The two key actuarial factors in determining an employer’s liability under GASB 45 are: (a) the future trend of medical care cost increases, which is outside the employer’s control, and (b) the assumed rate of return on assets set aside and invested by the employer to fund its future OPEB liability, which to a great extent is within the employer’s control.

To the extent that an employer continues to fund annually only its PAYGO amount, thus leaving the remaining portion of its GASB No. 45 “Annual Required Contribution,” or “ARC,” unfunded, as it likely did pre-GASB 45, plan assets are zero and the rate of return on plan assets is zero.
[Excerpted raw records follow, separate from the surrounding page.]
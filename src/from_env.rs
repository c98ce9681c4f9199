//! Environment variables read at startup and the signing credential they carry.
//!
//! Variables:
//! - `RPC_URL`: JSON-RPC endpoint of the chain (required)
//! - `PRIVATE_KEY`: `0x`-prefixed 32-byte hex key of the signing identity (required)
//! - `CONTRACT_ADDRESS`: ERC-20 token contract (required)
//! - `HOST`, `PORT`: bind address, default `0.0.0.0:3000`
//! - `CHAIN_ID`: expected chain, checked against the endpoint when set
//! - `CONFIG_FILE`: TOML settings file, default `config.toml`

use alloy::network::EthereumWallet;
use alloy::primitives::B256;
use alloy::signers::local::PrivateKeySigner;
use std::fmt::{self, Debug, Formatter};
use std::net::{IpAddr, Ipv4Addr};
use std::str::FromStr;

pub const ENV_RPC_URL: &str = "RPC_URL";
pub const ENV_PRIVATE_KEY: &str = "PRIVATE_KEY";
pub const ENV_CONTRACT_ADDRESS: &str = "CONTRACT_ADDRESS";
pub const ENV_HOST: &str = "HOST";
pub const ENV_PORT: &str = "PORT";
pub const ENV_CHAIN_ID: &str = "CHAIN_ID";
pub const ENV_CONFIG_FILE: &str = "CONFIG_FILE";

pub const DEFAULT_HOST: IpAddr = IpAddr::V4(Ipv4Addr::UNSPECIFIED);
pub const DEFAULT_PORT: u16 = 3000;
pub const DEFAULT_CONFIG_FILE: &str = "config.toml";

#[derive(Debug, Clone, PartialEq, Eq, thiserror::Error)]
pub enum CredentialError {
    #[error("{ENV_PRIVATE_KEY} must be a 0x-prefixed hex string")]
    MissingPrefix,
    #[error("{ENV_PRIVATE_KEY} must be a valid 64-character hex string (with 0x prefix)")]
    InvalidHex,
    #[error("{ENV_PRIVATE_KEY} is not a valid secp256k1 secret key")]
    InvalidKey,
}

/// The private key of the process-wide signing identity.
///
/// Loaded once at startup and never rotated. `Debug` never prints the key.
#[derive(Clone, PartialEq, Eq)]
pub struct SigningCredential(B256);

impl SigningCredential {
    /// Build the wallet every transaction is signed with.
    pub fn make_evm_wallet(&self) -> Result<EthereumWallet, CredentialError> {
        let signer =
            PrivateKeySigner::from_bytes(&self.0).map_err(|_| CredentialError::InvalidKey)?;
        Ok(EthereumWallet::from(signer))
    }
}

impl FromStr for SigningCredential {
    type Err = CredentialError;

    fn from_str(s: &str) -> Result<Self, Self::Err> {
        let hex = s.trim().strip_prefix("0x").ok_or(CredentialError::MissingPrefix)?;
        if hex.len() != 64 || !hex.bytes().all(|b| b.is_ascii_hexdigit()) {
            return Err(CredentialError::InvalidHex);
        }
        B256::from_str(hex)
            .map(SigningCredential)
            .map_err(|_| CredentialError::InvalidHex)
    }
}

impl Debug for SigningCredential {
    fn fmt(&self, f: &mut Formatter<'_>) -> fmt::Result {
        f.write_str("SigningCredential(<redacted>)")
    }
}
If the employer funds annually more than its PAYGO amount, but does not set the excess funds aside in a trust or equivalent arrangement protected from the employer’s creditors that commits the funds irrevocably to satisfaction of the employer’s OPEB liabilities, then the rate of return on the plan’s assets assumed for GASB 45 purposes will be the typically low rate of return earned by the employer on the short-term investments made for the employer’s general fund, e.g., 1%. However, if amounts in excess of the PAYGO amount are set aside irrevocably in a trust or equivalent arrangement established to fund OPEB and protected from the employer’s creditors, then the assumed rate of return on plan assets will be the much higher rate of return that can reasonably be expected to be earned on a well-diversified portfolio of long-term investments.
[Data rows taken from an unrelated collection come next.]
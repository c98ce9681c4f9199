//! Fixed-point token amounts.
//!
//! ERC-20 balances are plain `uint256` values; the human-facing form divides them by
//! `10^decimals`. This module is the only place that converts between the two, and it
//! does so purely on decimal digit strings so no value ever passes through a float.
//!
//! An [`Amount`] always remembers the scale it was produced at. Two amounts can only be
//! compared when their scales agree, see [`Amount::covers`].

use alloy::primitives::U256;
use std::fmt::{self, Display, Formatter};

/// Scaling exponent between the integer and the decimal representation.
pub type Decimals = u8;

/// Largest exponent for which `10^decimals` still fits into a `uint256`.
pub const MAX_DECIMALS: Decimals = 77;

/// Reasons an amount string could not be turned into an [`Amount`].
#[derive(Debug, Clone, PartialEq, Eq, thiserror::Error)]
pub enum AmountError {
    #[error("amount must not be empty")]
    Empty,
    #[error("amount '{0}' is not a plain decimal number")]
    InvalidCharacters(String),
    #[error("amount '{amount}' has more than {decimals} fractional digits")]
    TooPrecise { amount: String, decimals: Decimals },
    #[error("amount '{0}' does not fit into 256 bits")]
    Overflow(String),
    #[error("token reports unsupported precision of {0} decimals")]
    UnsupportedDecimals(Decimals),
}

/// A non-negative token quantity in ledger-native units, tagged with its scale.
#[derive(Debug, Clone, Copy, PartialEq, Eq, Hash)]
pub struct Amount {
    raw: U256,
    decimals: Decimals,
}

impl Amount {
    /// Wrap a raw ledger value read at the given precision.
    pub const fn from_raw(raw: U256, decimals: Decimals) -> Self {
        Self { raw, decimals }
    }

    /// The `uint256::MAX` allowance sentinel, treated by ERC-20 tokens as infinite.
    pub const fn unlimited(decimals: Decimals) -> Self {
        Self::from_raw(U256::MAX, decimals)
    }

    pub const fn raw(&self) -> U256 {
        self.raw
    }

    pub const fn decimals(&self) -> Decimals {
        self.decimals
    }

    pub fn is_unlimited(&self) -> bool {
        self.raw == U256::MAX
    }

    /// Whether this amount is at least `required`.
    ///
    /// Returns `None` when the scales differ: such amounts are not comparable.
    /// An unlimited amount covers everything at its scale.
    pub fn covers(&self, required: &Amount) -> Option<bool> {
        if self.decimals != required.decimals {
            return None;
        }
        Some(self.is_unlimited() || self.raw >= required.raw)
    }
}

impl Display for Amount {
    fn fmt(&self, f: &mut Formatter<'_>) -> fmt::Result {
        f.write_str(&format_units(self.raw, self.decimals))
    }
}

/// Split `value` into its integer and fractional digits.
///
/// Anything other than `^[0-9]+(\.[0-9]+)?$` is rejected; the fraction is empty when
/// there is no decimal point.
fn split_decimal(value: &str) -> Result<(&str, &str), AmountError> {
    if value.is_empty() {
        return Err(AmountError::Empty);
    }
    let (integer, fraction) = match value.split_once('.') {
        Some((integer, fraction)) => (integer, Some(fraction)),
        None => (value, None),
    };
    let is_digits = |part: &str| !part.is_empty() && part.bytes().all(|b| b.is_ascii_digit());
    if !is_digits(integer) || !fraction.is_none_or(is_digits) {
        return Err(AmountError::InvalidCharacters(value.to_string()));
    }
    Ok((integer, fraction.unwrap_or_default()))
}

/// Check that `value` is a plain decimal number without knowing the token precision.
pub fn check_decimal(value: &str) -> Result<(), AmountError> {
    split_decimal(value).map(|_| ())
}

/// Parse a decimal string such as `"12.5"` into ledger units at `decimals` precision.
///
/// Accepts `^[0-9]+(\.[0-9]+)?$` only. Fractional digits beyond the token precision are
/// rejected rather than rounded.
pub fn parse_units(value: &str, decimals: Decimals) -> Result<Amount, AmountError> {
    if decimals > MAX_DECIMALS {
        return Err(AmountError::UnsupportedDecimals(decimals));
    }
    let (integer, fraction) = split_decimal(value)?;
    if fraction.len() > usize::from(decimals) {
        return Err(AmountError::TooPrecise {
            amount: value.to_string(),
            decimals,
        });
    }

    let mut digits = String::with_capacity(integer.len() + usize::from(decimals));
    digits.push_str(integer);
    digits.push_str(fraction);
    digits.extend(std::iter::repeat_n('0', usize::from(decimals) - fraction.len()));

    let raw = U256::from_str_radix(&digits, 10)
        .map_err(|_| AmountError::Overflow(value.to_string()))?;
    Ok(Amount::from_raw(raw, decimals))
}

/// Render ledger units as the shortest exact decimal string at `decimals` precision.
///
/// `format_units(1_500_000, 6) == "1.5"`, `format_units(0, 18) == "0"`.
pub fn format_units(raw: U256, decimals: Decimals) -> String {
    let digits = raw.to_string();
    let scale = usize::from(decimals);
    if scale == 0 {
        return digits;
    }
    let padded = if digits.len() <= scale {
        format!("{}{digits}", "0".repeat(scale + 1 - digits.len()))
    } else {
        digits
    };
    let (integer, fraction) = padded.split_at(padded.len() - scale);
    let fraction = fraction.trim_end_matches('0');
    if fraction.is_empty() {
        integer.to_string()
    } else {
        format!("{integer}.{fraction}")
    }
}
Because each year’s accrual of future OPEB liability is projected into the future using the expected rate of medical care cost inflation, while the value of the plan’s assets is projected into the future using the expected rate of return on the plan’s investments, the use of a trust or equivalent vehicle to fund OPEB liabilities can make a very significant difference in the amount of an employer’s reported OPEB liabilities. The following diagram illustrates the relationship between the growth in future value of a booked OPEB liability versus the expected rate of return on plan assets:

The image illustrates the relationship between the growth in future value of a booked OPEB liability versus the expected rate of return on plan assets.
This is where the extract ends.